Richard Ford, DVM, MS, professor emeritus at North Carolina State University College of Veterinary Medicine, discusses alternatives for pet owners who are concerned about overvaccination.

Richard Ford, DVM, MS, professor emeritus at North Carolina State University College of Veterinary Medicine, discusses alternatives for pet owners who are concerned about overvaccination.

"From the client's perspective, who as we discussed earlier, clients are often parents and there is a concern about overvaccination of children—particularly the issue of measles, mumps, rubeola and autism spectrum disorders. Now I want to be clear, that has been disproven categorically, scientifically disproven, there is no cause and effect relationship between those.
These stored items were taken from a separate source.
// src/models/chat.rs
use serde::{Deserialize, Serialize};

/// Who authored a conversation turn. Serialized lowercase on the wire.
#[derive(Debug, Clone, Copy, PartialEq, Eq, Serialize, Deserialize)]
#[serde(rename_all = "lowercase")]
pub enum ChatRole {
    User,
    Assistant,
}

/// One turn of the conversation as exchanged with the relay.
#[derive(Debug, Clone, Serialize, Deserialize)]
pub struct ChatMessage {
    pub role: ChatRole,
    pub content: String,
}

/// Body of a POST to the relay: the full history including the newest
/// user message. The relay is stateless, so every turn carries everything.
#[derive(Debug, Clone, Serialize, Deserialize)]
pub struct ChatRequest {
    pub messages: Vec<ChatMessage>,
}

impl ChatMessage {
    pub fn user(content: impl Into<String>) -> Self {
        Self {
            role: ChatRole::User,
            content: content.into(),
        }
    }

    pub fn assistant(content: impl Into<String>) -> Self {
        Self {
            role: ChatRole::Assistant,
            content: content.into(),
        }
    }
}

#[cfg(test)]
mod tests {
    use super::*;

    #[test]
    fn test_roles_serialize_lowercase() {
        let msg = ChatMessage::user("hi");
        let json = serde_json::to_value(&msg).unwrap();
        assert_eq!(json["role"], "user");

        let msg = ChatMessage::assistant("hello");
        let json = serde_json::to_value(&msg).unwrap();
        assert_eq!(json["role"], "assistant");
    }

    #[test]
    fn test_unknown_role_rejected() {
        let result = serde_json::from_str::<ChatMessage>(r#"{"role":"system","content":"x"}"#);
        assert!(result.is_err());
    }
}
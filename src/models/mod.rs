// src/models/mod.rs
pub mod chat;
// src/widget/mod.rs
//
// Client side of the support chat: the per-session message list and turn
// state machine, the transport-chunk-safe SSE decoder, and a reqwest-based
// driver that ties them to a running relay.

pub mod client;
pub mod session;
pub mod sse;
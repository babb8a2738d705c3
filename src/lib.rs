// lib.rs - Main library file that exports all modules
pub mod gemini_client;
pub mod handlers;
pub mod middleware;
pub mod model;
pub mod models;
pub mod persona;
pub mod widget;

// AppState holds the upstream model client. It is None when GEMINI_API_KEY
// is not configured; the relay then reports the misconfiguration per request.
pub struct AppState {
    pub gemini_client: Option<gemini_client::GeminiClient>,
}
// src/widget/client.rs
use futures::StreamExt;
use reqwest::Client;
use serde::Deserialize;

use crate::widget::session::ChatSession;
use crate::widget::sse::{SseLineDecoder, StreamEvent};

#[derive(Debug, Deserialize)]
struct ErrorBody {
    error: String,
}

/// Drives one chat turn against a running relay. All failures end up inside
/// the session (as the overwritten placeholder message); nothing is thrown
/// past this boundary.
pub struct WidgetClient {
    http: Client,
    endpoint: String,
}

impl WidgetClient {
    pub fn new(endpoint: impl Into<String>) -> Self {
        Self {
            http: Client::new(),
            endpoint: endpoint.into(),
        }
    }

    /// Submit `text` and stream the reply into the session. `render` is
    /// called with each fragment as it arrives so the caller can paint
    /// incrementally. Returns false when the input was a no-op (blank text
    /// or a turn already in flight).
    pub async fn send(
        &self,
        session: &mut ChatSession,
        text: &str,
        mut render: impl FnMut(&str),
    ) -> bool {
        let Some(request) = session.submit(text) else {
            return false;
        };

        let response = match self.http.post(&self.endpoint).json(&request).send().await {
            Ok(response) => response,
            Err(e) => {
                tracing::warn!("chat request failed to send: {}", e);
                session.fail_turn(Some(&e.to_string()));
                return true;
            }
        };

        if !response.status().is_success() {
            // The relay reports pre-stream failures as {"error": ...}.
            let detail = response.json::<ErrorBody>().await.ok().map(|b| b.error);
            session.fail_turn(detail.as_deref());
            return true;
        }

        session.begin_streaming();

        let mut decoder = SseLineDecoder::new();
        let mut byte_stream = response.bytes_stream();

        while let Some(chunk_result) = byte_stream.next().await {
            let chunk = match chunk_result {
                Ok(bytes) => bytes,
                Err(e) => {
                    tracing::warn!("chat stream broke mid-reply: {}", e);
                    session.fail_turn(Some(&e.to_string()));
                    return true;
                }
            };

            for event in decoder.push(&chunk) {
                match event {
                    StreamEvent::Text(fragment) => {
                        session.append_text(&fragment);
                        render(&fragment);
                    }
                    StreamEvent::Done => {
                        session.finish_turn();
                        return true;
                    }
                }
            }
        }

        // Stream ended without [DONE]: treated the same as a normal end of
        // turn; the transcript keeps whatever arrived.
        session.finish_turn();
        true
    }
}
// src/model.rs
//
// Boundary between the relay and whichever generative-model backend answers
// support questions. The relay only needs one capability: seed a
// conversation with prior turns, submit the newest user message, and get
// back a lazy sequence of text increments. Anything with that shape can
// stand in for Gemini (tests use an in-memory mock).

use async_trait::async_trait;
use futures::Stream;
use std::pin::Pin;

use crate::models::chat::ChatMessage;

/// Lazy, finite sequence of reply fragments. Errors after the first
/// fragment travel inside the stream; there is no restart.
pub type ReplyStream = Pin<Box<dyn Stream<Item = Result<String, ModelError>> + Send>>;

#[derive(Debug, thiserror::Error)]
pub enum ModelError {
    #[error("{0}")]
    Transport(#[from] reqwest::Error),

    #[error("Gemini API error: {0}")]
    Api(String),

    #[error("stream error: {0}")]
    Stream(String),
}

#[async_trait]
pub trait SupportModel: Send + Sync {
    /// Open a streaming reply for `message`, with `history` (oldest first,
    /// newest turn excluded) as prior conversation context. An `Err` here
    /// means nothing has been streamed yet and can still be reported as a
    /// structured HTTP error.
    async fn start_reply(
        &self,
        history: &[ChatMessage],
        message: &str,
    ) -> Result<ReplyStream, ModelError>;
}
But yet, this is in fact spilling over into veterinary medicine and clients are concerned about giving too many vaccines to a pet, dog or a cat. And one of the options that exists out there for clients who are asking for alternatives, and this does happen, is you can do an antibody titer. In other words, draw blood and you can test the individual for the presence of antibody in the blood that says this animal is protected or it is not. And the tests, which are available commercially or you can buy in-house test kits, are good, they work.

And a positive test for parvo, for distemper, correlates with protection. So, you've got a resource tool that you can use. And in the AAHA guidelines we have a section on antibody testing. Really a good section, something that veterinarians should look at if they're interested in helping a client decipher this risk of vaccine."